The response should consist of every line below, unchanged.

• [INFORMATION]
══════════
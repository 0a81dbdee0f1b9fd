//! Whole-search tests against canonical scenarios and the brute-force
//! reference.

mod test_properties;
mod test_scenarios;

use crate::{SearchOutcome, Solution, Solver};
use rivercross_config::CrossingConfig;
use rivercross_test::PathMembers;

fn solve(config: &CrossingConfig) -> SearchOutcome {
    Solver::from_config(config).unwrap().solve()
}

fn members(solution: &Solution) -> PathMembers {
    solution
        .path()
        .iter()
        .map(|c| c.members().iter().map(|id| id.index()).collect())
        .collect()
}

fn sorted_members(outcome: &SearchOutcome) -> Vec<PathMembers> {
    let mut paths: Vec<_> = outcome.solutions.iter().map(members).collect();
    paths.sort();
    paths
}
══════════
• [RESPONSE TO THE TASK]
repository 0a81dbdee0f1b9fd
//! Whole-search tests against canonical scenarios and the brute-force
//! reference.

mod test_properties;
mod test_scenarios;

use crate::{SearchOutcome, Solution, Solver};
use rivercross_config::CrossingConfig;
use rivercross_test::PathMembers;

fn solve(config: &CrossingConfig) -> SearchOutcome {
    Solver::from_config(config).unwrap().solve()
}

fn members(solution: &Solution) -> PathMembers {
    solution
        .path()
        .iter()
        .map(|c| c.members().iter().map(|id| id.index()).collect())
        .collect()
}

fn sorted_members(outcome: &SearchOutcome) -> Vec<PathMembers> {
    let mut paths: Vec<_> = outcome.solutions.iter().map(members).collect();
    paths.sort();
    paths
}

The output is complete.